» **TASK PROMPT**
The answer is every line in the data below that contains the word "existing".

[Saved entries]
== Segment start ==

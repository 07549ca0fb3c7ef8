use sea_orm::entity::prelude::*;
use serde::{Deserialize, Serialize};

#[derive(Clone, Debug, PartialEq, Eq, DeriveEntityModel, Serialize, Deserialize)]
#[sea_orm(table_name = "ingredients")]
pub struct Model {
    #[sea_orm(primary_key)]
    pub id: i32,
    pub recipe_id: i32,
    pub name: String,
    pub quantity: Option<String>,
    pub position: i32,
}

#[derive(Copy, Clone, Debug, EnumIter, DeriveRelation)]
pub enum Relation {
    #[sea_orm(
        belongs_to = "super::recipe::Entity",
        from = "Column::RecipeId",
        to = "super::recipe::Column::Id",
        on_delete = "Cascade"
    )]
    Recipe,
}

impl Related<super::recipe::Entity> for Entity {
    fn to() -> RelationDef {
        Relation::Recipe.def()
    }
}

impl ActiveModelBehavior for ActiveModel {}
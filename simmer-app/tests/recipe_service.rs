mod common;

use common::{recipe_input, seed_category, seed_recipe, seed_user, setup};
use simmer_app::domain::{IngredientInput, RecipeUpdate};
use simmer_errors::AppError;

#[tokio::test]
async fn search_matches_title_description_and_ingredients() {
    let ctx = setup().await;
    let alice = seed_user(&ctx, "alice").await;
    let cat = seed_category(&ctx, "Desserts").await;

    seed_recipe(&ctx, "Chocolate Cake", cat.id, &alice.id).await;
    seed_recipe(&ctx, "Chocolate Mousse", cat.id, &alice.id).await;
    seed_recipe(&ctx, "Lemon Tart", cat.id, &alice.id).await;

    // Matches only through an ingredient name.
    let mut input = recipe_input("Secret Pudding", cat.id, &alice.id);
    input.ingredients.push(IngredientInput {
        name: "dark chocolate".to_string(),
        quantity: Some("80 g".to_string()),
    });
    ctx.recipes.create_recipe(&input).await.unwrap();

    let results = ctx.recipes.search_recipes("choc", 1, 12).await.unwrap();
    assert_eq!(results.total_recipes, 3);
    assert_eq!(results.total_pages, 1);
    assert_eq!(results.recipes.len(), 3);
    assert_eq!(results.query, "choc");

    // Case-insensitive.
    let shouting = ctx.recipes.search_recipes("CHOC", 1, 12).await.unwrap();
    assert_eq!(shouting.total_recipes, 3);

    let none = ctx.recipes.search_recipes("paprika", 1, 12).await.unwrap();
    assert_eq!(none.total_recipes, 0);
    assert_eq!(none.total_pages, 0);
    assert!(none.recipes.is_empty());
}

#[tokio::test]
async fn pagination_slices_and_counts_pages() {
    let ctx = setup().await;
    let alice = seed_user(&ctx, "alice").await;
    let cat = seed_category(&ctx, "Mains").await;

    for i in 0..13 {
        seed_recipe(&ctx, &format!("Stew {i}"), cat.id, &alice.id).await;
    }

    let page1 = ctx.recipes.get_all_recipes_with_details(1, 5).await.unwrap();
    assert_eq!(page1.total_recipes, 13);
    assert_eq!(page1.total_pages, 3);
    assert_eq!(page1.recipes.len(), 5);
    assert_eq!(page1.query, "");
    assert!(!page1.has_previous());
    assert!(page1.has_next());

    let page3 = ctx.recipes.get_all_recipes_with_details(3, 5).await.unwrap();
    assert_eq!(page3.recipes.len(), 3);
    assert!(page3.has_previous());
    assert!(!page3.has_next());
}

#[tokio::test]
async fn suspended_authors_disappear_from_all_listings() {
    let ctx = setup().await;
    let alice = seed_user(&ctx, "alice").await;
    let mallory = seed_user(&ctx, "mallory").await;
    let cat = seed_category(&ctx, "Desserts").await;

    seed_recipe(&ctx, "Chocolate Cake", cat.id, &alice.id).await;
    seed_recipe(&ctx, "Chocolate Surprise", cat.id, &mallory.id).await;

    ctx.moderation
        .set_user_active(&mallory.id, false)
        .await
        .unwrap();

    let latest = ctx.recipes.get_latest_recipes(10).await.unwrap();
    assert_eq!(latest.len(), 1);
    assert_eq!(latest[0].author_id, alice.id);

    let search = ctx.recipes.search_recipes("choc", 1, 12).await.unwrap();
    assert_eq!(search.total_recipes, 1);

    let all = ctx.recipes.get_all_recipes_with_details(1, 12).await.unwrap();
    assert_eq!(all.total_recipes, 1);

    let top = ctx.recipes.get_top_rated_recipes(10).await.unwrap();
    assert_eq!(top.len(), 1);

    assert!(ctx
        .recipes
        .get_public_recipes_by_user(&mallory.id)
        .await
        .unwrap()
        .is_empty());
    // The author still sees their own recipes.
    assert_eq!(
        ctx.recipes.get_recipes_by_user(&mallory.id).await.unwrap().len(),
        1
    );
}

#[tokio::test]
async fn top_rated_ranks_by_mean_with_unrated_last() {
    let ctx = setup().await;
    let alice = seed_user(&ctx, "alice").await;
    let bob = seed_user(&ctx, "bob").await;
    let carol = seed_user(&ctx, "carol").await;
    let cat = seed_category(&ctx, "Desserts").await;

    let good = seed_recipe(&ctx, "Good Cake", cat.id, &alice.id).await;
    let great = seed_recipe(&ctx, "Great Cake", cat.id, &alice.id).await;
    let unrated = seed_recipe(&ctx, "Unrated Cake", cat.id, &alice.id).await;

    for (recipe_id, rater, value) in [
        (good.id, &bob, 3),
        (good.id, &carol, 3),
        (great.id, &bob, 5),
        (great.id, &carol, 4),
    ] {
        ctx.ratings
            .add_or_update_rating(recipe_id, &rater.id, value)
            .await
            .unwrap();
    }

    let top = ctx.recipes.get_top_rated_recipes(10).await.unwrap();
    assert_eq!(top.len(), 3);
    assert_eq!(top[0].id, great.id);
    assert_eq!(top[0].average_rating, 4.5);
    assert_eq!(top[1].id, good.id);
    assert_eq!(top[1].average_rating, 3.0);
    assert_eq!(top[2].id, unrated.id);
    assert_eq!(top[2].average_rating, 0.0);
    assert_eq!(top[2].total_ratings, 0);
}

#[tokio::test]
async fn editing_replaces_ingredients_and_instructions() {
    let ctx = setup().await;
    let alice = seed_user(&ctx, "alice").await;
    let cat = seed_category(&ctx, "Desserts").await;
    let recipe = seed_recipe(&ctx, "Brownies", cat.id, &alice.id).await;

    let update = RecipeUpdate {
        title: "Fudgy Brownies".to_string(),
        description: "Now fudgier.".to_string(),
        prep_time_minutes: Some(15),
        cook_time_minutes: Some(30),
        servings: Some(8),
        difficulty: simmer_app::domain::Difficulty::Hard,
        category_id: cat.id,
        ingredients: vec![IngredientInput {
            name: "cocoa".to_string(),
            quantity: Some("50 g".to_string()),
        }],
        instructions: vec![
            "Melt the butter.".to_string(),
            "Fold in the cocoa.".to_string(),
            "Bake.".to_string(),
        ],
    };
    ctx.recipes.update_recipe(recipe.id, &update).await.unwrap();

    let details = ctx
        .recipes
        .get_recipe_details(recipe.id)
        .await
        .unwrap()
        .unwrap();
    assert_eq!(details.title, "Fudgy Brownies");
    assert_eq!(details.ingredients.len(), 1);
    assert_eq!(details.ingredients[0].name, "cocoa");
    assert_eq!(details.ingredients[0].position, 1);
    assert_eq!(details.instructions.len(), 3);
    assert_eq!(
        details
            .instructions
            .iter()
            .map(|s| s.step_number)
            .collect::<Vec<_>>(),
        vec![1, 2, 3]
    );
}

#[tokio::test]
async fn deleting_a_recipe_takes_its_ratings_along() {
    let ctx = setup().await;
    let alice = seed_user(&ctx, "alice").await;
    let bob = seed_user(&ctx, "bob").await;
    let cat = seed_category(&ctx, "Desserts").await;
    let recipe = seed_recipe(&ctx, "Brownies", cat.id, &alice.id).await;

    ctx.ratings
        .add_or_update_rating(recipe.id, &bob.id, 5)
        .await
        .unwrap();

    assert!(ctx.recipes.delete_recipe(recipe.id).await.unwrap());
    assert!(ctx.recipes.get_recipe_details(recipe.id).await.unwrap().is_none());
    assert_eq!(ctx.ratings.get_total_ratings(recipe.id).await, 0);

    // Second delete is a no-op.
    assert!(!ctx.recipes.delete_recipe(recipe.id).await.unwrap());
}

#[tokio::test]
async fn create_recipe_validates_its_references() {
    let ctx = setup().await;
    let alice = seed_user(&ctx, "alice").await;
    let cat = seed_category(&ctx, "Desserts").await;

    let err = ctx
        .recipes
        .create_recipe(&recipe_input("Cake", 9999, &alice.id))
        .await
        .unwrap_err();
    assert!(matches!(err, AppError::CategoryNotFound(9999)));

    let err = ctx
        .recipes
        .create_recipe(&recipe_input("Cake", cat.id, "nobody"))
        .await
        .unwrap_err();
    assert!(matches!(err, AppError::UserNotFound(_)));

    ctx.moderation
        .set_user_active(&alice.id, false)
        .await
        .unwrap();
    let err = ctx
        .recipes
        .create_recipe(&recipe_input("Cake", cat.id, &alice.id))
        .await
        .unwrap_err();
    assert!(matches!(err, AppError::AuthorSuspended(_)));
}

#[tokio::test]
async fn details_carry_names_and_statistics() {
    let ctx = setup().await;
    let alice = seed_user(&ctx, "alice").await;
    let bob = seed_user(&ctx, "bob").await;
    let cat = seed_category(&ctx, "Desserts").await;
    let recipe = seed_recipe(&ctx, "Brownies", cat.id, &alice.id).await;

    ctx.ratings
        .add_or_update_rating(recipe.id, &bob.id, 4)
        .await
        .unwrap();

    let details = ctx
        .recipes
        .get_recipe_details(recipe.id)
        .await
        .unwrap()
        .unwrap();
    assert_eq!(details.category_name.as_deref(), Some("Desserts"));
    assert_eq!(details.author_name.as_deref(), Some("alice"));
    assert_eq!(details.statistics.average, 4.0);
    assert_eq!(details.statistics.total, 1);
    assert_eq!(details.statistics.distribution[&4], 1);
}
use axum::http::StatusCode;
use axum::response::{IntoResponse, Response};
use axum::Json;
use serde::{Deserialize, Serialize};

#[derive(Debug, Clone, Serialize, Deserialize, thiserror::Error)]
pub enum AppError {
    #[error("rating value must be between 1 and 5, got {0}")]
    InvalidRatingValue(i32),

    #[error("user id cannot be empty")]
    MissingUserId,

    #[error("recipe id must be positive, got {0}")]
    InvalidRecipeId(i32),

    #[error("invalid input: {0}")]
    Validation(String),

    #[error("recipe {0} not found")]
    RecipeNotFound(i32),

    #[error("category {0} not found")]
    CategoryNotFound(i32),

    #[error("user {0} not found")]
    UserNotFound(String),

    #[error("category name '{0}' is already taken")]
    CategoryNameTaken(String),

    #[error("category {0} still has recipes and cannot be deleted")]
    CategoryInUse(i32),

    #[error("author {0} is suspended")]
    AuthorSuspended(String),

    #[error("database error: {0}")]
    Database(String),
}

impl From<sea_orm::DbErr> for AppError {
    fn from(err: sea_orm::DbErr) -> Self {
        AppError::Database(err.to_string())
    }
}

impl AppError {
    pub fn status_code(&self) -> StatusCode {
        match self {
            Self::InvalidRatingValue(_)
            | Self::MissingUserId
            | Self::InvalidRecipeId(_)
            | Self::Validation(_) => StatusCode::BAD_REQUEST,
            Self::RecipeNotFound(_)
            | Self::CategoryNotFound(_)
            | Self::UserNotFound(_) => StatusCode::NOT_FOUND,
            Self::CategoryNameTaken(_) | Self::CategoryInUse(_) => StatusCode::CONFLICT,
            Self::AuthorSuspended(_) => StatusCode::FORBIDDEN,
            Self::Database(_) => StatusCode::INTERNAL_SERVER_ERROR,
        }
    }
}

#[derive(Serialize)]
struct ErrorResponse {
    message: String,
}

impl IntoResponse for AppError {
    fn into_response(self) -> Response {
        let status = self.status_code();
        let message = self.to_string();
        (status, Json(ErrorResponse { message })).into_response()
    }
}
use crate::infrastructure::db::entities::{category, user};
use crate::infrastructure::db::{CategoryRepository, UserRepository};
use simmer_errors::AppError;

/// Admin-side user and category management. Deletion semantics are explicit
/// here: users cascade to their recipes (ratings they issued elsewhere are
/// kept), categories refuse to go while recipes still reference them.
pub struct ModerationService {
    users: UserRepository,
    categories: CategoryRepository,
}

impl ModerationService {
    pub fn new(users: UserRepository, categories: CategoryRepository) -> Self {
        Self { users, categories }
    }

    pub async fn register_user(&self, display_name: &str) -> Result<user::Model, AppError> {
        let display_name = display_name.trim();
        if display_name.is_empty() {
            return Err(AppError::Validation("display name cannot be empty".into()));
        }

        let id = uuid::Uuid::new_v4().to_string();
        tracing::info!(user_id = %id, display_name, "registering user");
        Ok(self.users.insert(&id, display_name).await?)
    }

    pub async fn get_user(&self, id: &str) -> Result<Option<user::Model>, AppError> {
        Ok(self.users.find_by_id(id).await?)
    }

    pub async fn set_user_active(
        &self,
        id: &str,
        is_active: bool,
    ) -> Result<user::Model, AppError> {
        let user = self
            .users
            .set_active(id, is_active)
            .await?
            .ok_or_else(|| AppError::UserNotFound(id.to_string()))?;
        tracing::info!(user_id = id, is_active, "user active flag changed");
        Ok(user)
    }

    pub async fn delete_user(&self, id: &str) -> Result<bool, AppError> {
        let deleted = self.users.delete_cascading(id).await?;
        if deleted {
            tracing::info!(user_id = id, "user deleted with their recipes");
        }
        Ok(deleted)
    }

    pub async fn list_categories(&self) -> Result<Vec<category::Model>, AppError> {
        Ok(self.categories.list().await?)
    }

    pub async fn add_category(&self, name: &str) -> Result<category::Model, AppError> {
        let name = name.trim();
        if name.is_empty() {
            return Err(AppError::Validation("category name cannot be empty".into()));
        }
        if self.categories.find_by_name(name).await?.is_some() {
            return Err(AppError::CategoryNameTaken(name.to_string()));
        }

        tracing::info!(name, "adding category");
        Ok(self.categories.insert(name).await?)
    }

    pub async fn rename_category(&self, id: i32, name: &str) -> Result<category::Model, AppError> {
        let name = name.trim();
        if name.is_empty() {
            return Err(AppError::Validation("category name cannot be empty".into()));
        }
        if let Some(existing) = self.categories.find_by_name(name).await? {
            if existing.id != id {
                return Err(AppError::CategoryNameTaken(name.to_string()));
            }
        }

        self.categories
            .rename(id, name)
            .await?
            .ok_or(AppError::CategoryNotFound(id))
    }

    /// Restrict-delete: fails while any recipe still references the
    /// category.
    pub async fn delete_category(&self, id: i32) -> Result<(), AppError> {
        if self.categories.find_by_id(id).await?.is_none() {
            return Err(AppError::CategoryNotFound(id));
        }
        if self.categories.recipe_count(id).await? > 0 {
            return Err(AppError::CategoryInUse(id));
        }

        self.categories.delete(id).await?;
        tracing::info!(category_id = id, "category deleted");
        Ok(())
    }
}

== Segment end ==

» **OUTPUT OF THE TASK**
        if let Some(existing) = self.categories.find_by_name(name).await? {
            if existing.id != id {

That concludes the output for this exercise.